[Stored entries]
'''

//! Planar geometry primitives used for key planning.
//!
//! The planner only ever reasons about polygonal *bounds*: spatial conjuncts
//! are combined by intersecting their bounding boxes, and the result is
//! clamped ("netted") to the index domain [`BoundingBox::EVERYWHERE`]. Exact
//! geometry semantics are enforced downstream by the server-side iterators,
//! so everything here is a sound over-approximation.

use serde::{Deserialize, Serialize};

/// A longitude/latitude coordinate pair in degrees.
#[derive(Debug, Clone, Copy, PartialEq, Serialize, Deserialize)]
pub struct Coordinate {
    pub x: f64,
    pub y: f64,
}

impl Coordinate {
    /// Creates a coordinate from `(x, y)` degrees.
    #[must_use]
    pub const fn new(x: f64, y: f64) -> Self {
        Self { x, y }
    }
}

/// An axis-aligned bounding rectangle.
#[derive(Debug, Clone, Copy, PartialEq, Serialize, Deserialize)]
pub struct BoundingBox {
    pub min_x: f64,
    pub min_y: f64,
    pub max_x: f64,
    pub max_y: f64,
}

impl BoundingBox {
    /// The whole-world rectangle: the domain every spatial predicate is
    /// clamped to before key planning.
    pub const EVERYWHERE: BoundingBox = BoundingBox {
        min_x: -180.0,
        min_y: -90.0,
        max_x: 180.0,
        max_y: 90.0,
    };

    /// Creates a bounding box from min/max corners.
    #[must_use]
    pub const fn new(min_x: f64, min_y: f64, max_x: f64, max_y: f64) -> Self {
        Self {
            min_x,
            min_y,
            max_x,
            max_y,
        }
    }

    /// Returns true when `other` lies entirely inside this box.
    #[must_use]
    pub fn covers(&self, other: &BoundingBox) -> bool {
        self.min_x <= other.min_x
            && self.min_y <= other.min_y
            && self.max_x >= other.max_x
            && self.max_y >= other.max_y
    }

    /// Intersection of two boxes, or `None` when they are disjoint.
    #[must_use]
    pub fn intersection(&self, other: &BoundingBox) -> Option<BoundingBox> {
        let min_x = self.min_x.max(other.min_x);
        let min_y = self.min_y.max(other.min_y);
        let max_x = self.max_x.min(other.max_x);
        let max_y = self.max_y.min(other.max_y);
        if min_x > max_x || min_y > max_y {
            return None;
        }
        Some(BoundingBox::new(min_x, min_y, max_x, max_y))
    }

    /// Materializes the box as a closed rectangular polygon.
    #[must_use]
    pub fn to_polygon(&self) -> Polygon {
        Polygon::new(vec![
            Coordinate::new(self.min_x, self.min_y),
            Coordinate::new(self.max_x, self.min_y),
            Coordinate::new(self.max_x, self.max_y),
            Coordinate::new(self.min_x, self.max_y),
            Coordinate::new(self.min_x, self.min_y),
        ])
    }
}

/// A simple polygon described by its closed exterior ring.
///
/// Rings are stored as given; the first and last coordinate are expected to
/// coincide. Holes are not represented: key planning only consumes bounds.
#[derive(Debug, Clone, PartialEq, Serialize, Deserialize)]
pub struct Polygon {
    exterior: Vec<Coordinate>,
}

impl Polygon {
    /// Creates a polygon from a closed exterior ring.
    #[must_use]
    pub fn new(exterior: Vec<Coordinate>) -> Self {
        Self { exterior }
    }

    /// The whole-world polygon.
    #[must_use]
    pub fn everywhere() -> Self {
        BoundingBox::EVERYWHERE.to_polygon()
    }

    /// The closed exterior ring.
    #[must_use]
    pub fn exterior(&self) -> &[Coordinate] {
        &self.exterior
    }

    /// Bounding box of the exterior ring.
    #[must_use]
    pub fn bounding_box(&self) -> BoundingBox {
        let mut bbox = BoundingBox::new(f64::MAX, f64::MAX, f64::MIN, f64::MIN);
        for c in &self.exterior {
            bbox.min_x = bbox.min_x.min(c.x);
            bbox.min_y = bbox.min_y.min(c.y);
            bbox.max_x = bbox.max_x.max(c.x);
            bbox.max_y = bbox.max_y.max(c.y);
        }
        bbox
    }

    /// True when the exterior ring is exactly the ring of its own bounding
    /// box, i.e. the polygon carries no more information than its bounds.
    #[must_use]
    pub fn is_rectangle(&self) -> bool {
        if self.exterior.len() != 5 {
            return false;
        }
        let bbox = self.bounding_box();
        self.exterior.iter().all(|c| {
            (c.x == bbox.min_x || c.x == bbox.max_x) && (c.y == bbox.min_y || c.y == bbox.max_y)
        })
    }

    /// True when this polygon's bounds cover `other`'s bounds.
    #[must_use]
    pub fn covers(&self, other: &Polygon) -> bool {
        self.bounding_box().covers(&other.bounding_box())
    }

    /// Intersection of polygonal bounds, or `None` when disjoint.
    #[must_use]
    pub fn intersection(&self, other: &Polygon) -> Option<Polygon> {
        self.bounding_box()
            .intersection(&other.bounding_box())
            .map(|b| b.to_polygon())
    }

    /// Renders the polygon as WKT, e.g. `POLYGON ((0 0, 1 0, 1 1, 0 1, 0 0))`.
    #[must_use]
    pub fn to_wkt(&self) -> String {
        let ring = self
            .exterior
            .iter()
            .map(|c| format!("{} {}", c.x, c.y))
            .collect::<Vec<_>>()
            .join(", ");
        format!("POLYGON (({ring}))")
    }
}

#[cfg(test)]
mod tests {
    use super::*;

    fn unit_square() -> Polygon {
        BoundingBox::new(0.0, 0.0, 1.0, 1.0).to_polygon()
    }

    #[test]
    fn test_bbox_intersection() {
        let a = BoundingBox::new(0.0, 0.0, 10.0, 10.0);
        let b = BoundingBox::new(5.0, 5.0, 15.0, 15.0);
        assert_eq!(
            a.intersection(&b),
            Some(BoundingBox::new(5.0, 5.0, 10.0, 10.0))
        );

        let disjoint = BoundingBox::new(20.0, 20.0, 30.0, 30.0);
        assert_eq!(a.intersection(&disjoint), None);
    }

    #[test]
    fn test_bbox_covers() {
        let outer = BoundingBox::new(-10.0, -10.0, 10.0, 10.0);
        let inner = BoundingBox::new(-1.0, -1.0, 1.0, 1.0);
        assert!(outer.covers(&inner));
        assert!(!inner.covers(&outer));
        assert!(BoundingBox::EVERYWHERE.covers(&outer));
    }

    #[test]
    fn test_rectangle_detection() {
        assert!(unit_square().is_rectangle());

        let triangle = Polygon::new(vec![
            Coordinate::new(0.0, 0.0),
            Coordinate::new(1.0, 0.0),
            Coordinate::new(0.5, 1.0),
            Coordinate::new(0.0, 0.0),
        ]);
        assert!(!triangle.is_rectangle());
    }

    #[test]
    fn test_wkt_rendering() {
        assert_eq!(
            unit_square().to_wkt(),
            "POLYGON ((0 0, 1 0, 1 1, 0 1, 0 0))"
        );
    }

    #[test]
    fn test_polygon_bounds_intersection() {
        let a = BoundingBox::new(45.0, 23.0, 48.0, 27.0).to_polygon();
        let b = BoundingBox::new(46.0, 20.0, 50.0, 25.0).to_polygon();
        let clipped = a.intersection(&b).unwrap();
        assert_eq!(
            clipped.bounding_box(),
            BoundingBox::new(46.0, 23.0, 48.0, 25.0)
        );
    }
}
//! Space-time extraction.
//!
//! Splits a conjunct list into one bounding polygon, one time interval, and
//! the residual predicates the extraction did not fully absorb. The residual
//! is later rendered to ECQL and pushed to the fine-filter iterator, so
//! partial absorption (bounds extracted, conjunct kept) is always sound.

use tracing::debug;

use geostrata_core::filter::{Filter, SpatialRelation, TemporalRelation};
use geostrata_core::geom::{BoundingBox, Polygon};
use geostrata_core::schema::SchemaDescriptor;
use geostrata_core::time::Interval;

/// The outcome of space-time extraction.
#[derive(Debug, Clone, PartialEq)]
pub struct SpaceTimeQuery {
    /// Combined polygonal bounds of the spatial conjuncts, netted to the
    /// index domain.
    pub polygon: Option<Polygon>,
    /// Combined interval of the temporal conjuncts, netted to the index
    /// domain.
    pub interval: Option<Interval>,
    /// Conjuncts not fully absorbed by the extraction.
    pub residual: Filter,
}

impl SpaceTimeQuery {
    fn exclude_all() -> Self {
        Self {
            polygon: None,
            interval: None,
            residual: Filter::ExcludeAll,
        }
    }

    /// True when the predicate can match nothing.
    #[must_use]
    pub fn excludes_everything(&self) -> bool {
        matches!(self.residual, Filter::ExcludeAll)
    }
}

/// Clamps a polygon to the index domain.
///
/// Covering the domain collapses to the domain itself; polygons disjoint
/// from the domain net to nothing.
#[must_use]
pub fn net_polygon(polygon: &Polygon) -> Option<Polygon> {
    let everywhere = Polygon::everywhere();
    if polygon.covers(&everywhere) {
        return Some(everywhere);
    }
    if everywhere.covers(polygon) {
        return Some(polygon.clone());
    }
    polygon.intersection(&everywhere)
}

/// Clamps an interval to the index domain.
#[must_use]
pub fn net_interval(interval: &Interval) -> Option<Interval> {
    Interval::everywhen().overlap(interval)
}

/// Extracts one polygon and one interval from the conjuncts of a query.
#[must_use]
pub fn extract(conjuncts: Vec<Filter>, schema: &SchemaDescriptor) -> SpaceTimeQuery {
    let geometry_attr = schema.default_geometry().map(|a| a.name.clone());
    let date_attr = schema.default_date().map(|a| a.name.clone());

    let mut polygon: Option<Polygon> = None;
    let mut interval: Option<Interval> = None;
    let mut residual: Vec<Filter> = Vec::new();

    for conjunct in conjuncts {
        match &conjunct {
            Filter::ExcludeAll => return SpaceTimeQuery::exclude_all(),
            Filter::IncludeAll => {}
            Filter::Spatial {
                relation,
                property,
                geometry,
            } if Some(property.as_str()) == geometry_attr.as_deref() => {
                let Some(bounds) = spatial_bounds(*relation, geometry) else {
                    // Unbounded relation: nothing for the key space.
                    residual.push(conjunct);
                    continue;
                };
                let combined = match &polygon {
                    None => bounds,
                    Some(existing) => match existing.intersection(&bounds) {
                        Some(p) => p,
                        None => return SpaceTimeQuery::exclude_all(),
                    },
                };
                if !fully_absorbed(*relation, geometry) {
                    residual.push(conjunct);
                }
                polygon = Some(combined);
            }
            Filter::Temporal {
                relation,
                property,
                interval: predicate,
            } if Some(property.as_str()) == date_attr.as_deref() => {
                let (bounds, absorbed) = temporal_bounds(*relation, predicate);
                let combined = match &interval {
                    None => bounds,
                    Some(existing) => match existing.overlap(&bounds) {
                        Some(i) => i,
                        None => return SpaceTimeQuery::exclude_all(),
                    },
                };
                if !absorbed {
                    residual.push(conjunct);
                }
                interval = Some(combined);
            }
            _ => residual.push(conjunct),
        }
    }

    let polygon = match polygon {
        Some(p) => match net_polygon(&p) {
            Some(netted) => Some(netted),
            None => return SpaceTimeQuery::exclude_all(),
        },
        None => None,
    };
    let interval = match interval {
        Some(i) => match net_interval(&i) {
            Some(netted) => Some(netted),
            None => return SpaceTimeQuery::exclude_all(),
        },
        None => None,
    };

    debug!(
        spatial = polygon.is_some(),
        temporal = interval.is_some(),
        residual = residual.len(),
        "extracted space-time predicate"
    );

    let residual = match residual.len() {
        0 => Filter::IncludeAll,
        1 => residual.pop().expect("residual has exactly 1 element"),
        _ => Filter::And(residual),
    };

    SpaceTimeQuery {
        polygon,
        interval,
        residual,
    }
}

/// Polygonal bounds contributed by one spatial conjunct, if any.
///
/// `Contains` constrains the *feature* to cover the query geometry, which
/// bounds nothing in the key space.
fn spatial_bounds(relation: SpatialRelation, geometry: &Polygon) -> Option<Polygon> {
    match relation {
        SpatialRelation::Intersects | SpatialRelation::Within | SpatialRelation::BBox => {
            Some(geometry.clone())
        }
        SpatialRelation::Contains => None,
    }
}

/// A spatial conjunct is fully absorbed only when its bounds carry its exact
/// meaning: a rectangular geometry under an intersection-style relation.
fn fully_absorbed(relation: SpatialRelation, geometry: &Polygon) -> bool {
    matches!(
        relation,
        SpatialRelation::BBox | SpatialRelation::Intersects
    ) && geometry.is_rectangle()
}

/// Interval contributed by one temporal conjunct, and whether the conjunct
/// is fully absorbed by it. `Before`/`After` keep their strict endpoints in
/// the residual.
fn temporal_bounds(relation: TemporalRelation, predicate: &Interval) -> (Interval, bool) {
    let everywhen = Interval::everywhen();
    match relation {
        TemporalRelation::During => (*predicate, true),
        TemporalRelation::Equals => (Interval::instant(predicate.start), true),
        TemporalRelation::Before => (Interval::new(everywhen.start, predicate.start), false),
        TemporalRelation::After => (Interval::new(predicate.start, everywhen.end), false),
    }
}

'''

YOUR TASK: The answer must be every line from the entries above that holds the string "SchemaDescriptor".

YOUR RESPONSE:
use geostrata_core::schema::SchemaDescriptor;
pub fn extract(conjuncts: Vec<Filter>, schema: &SchemaDescriptor) -> SpaceTimeQuery {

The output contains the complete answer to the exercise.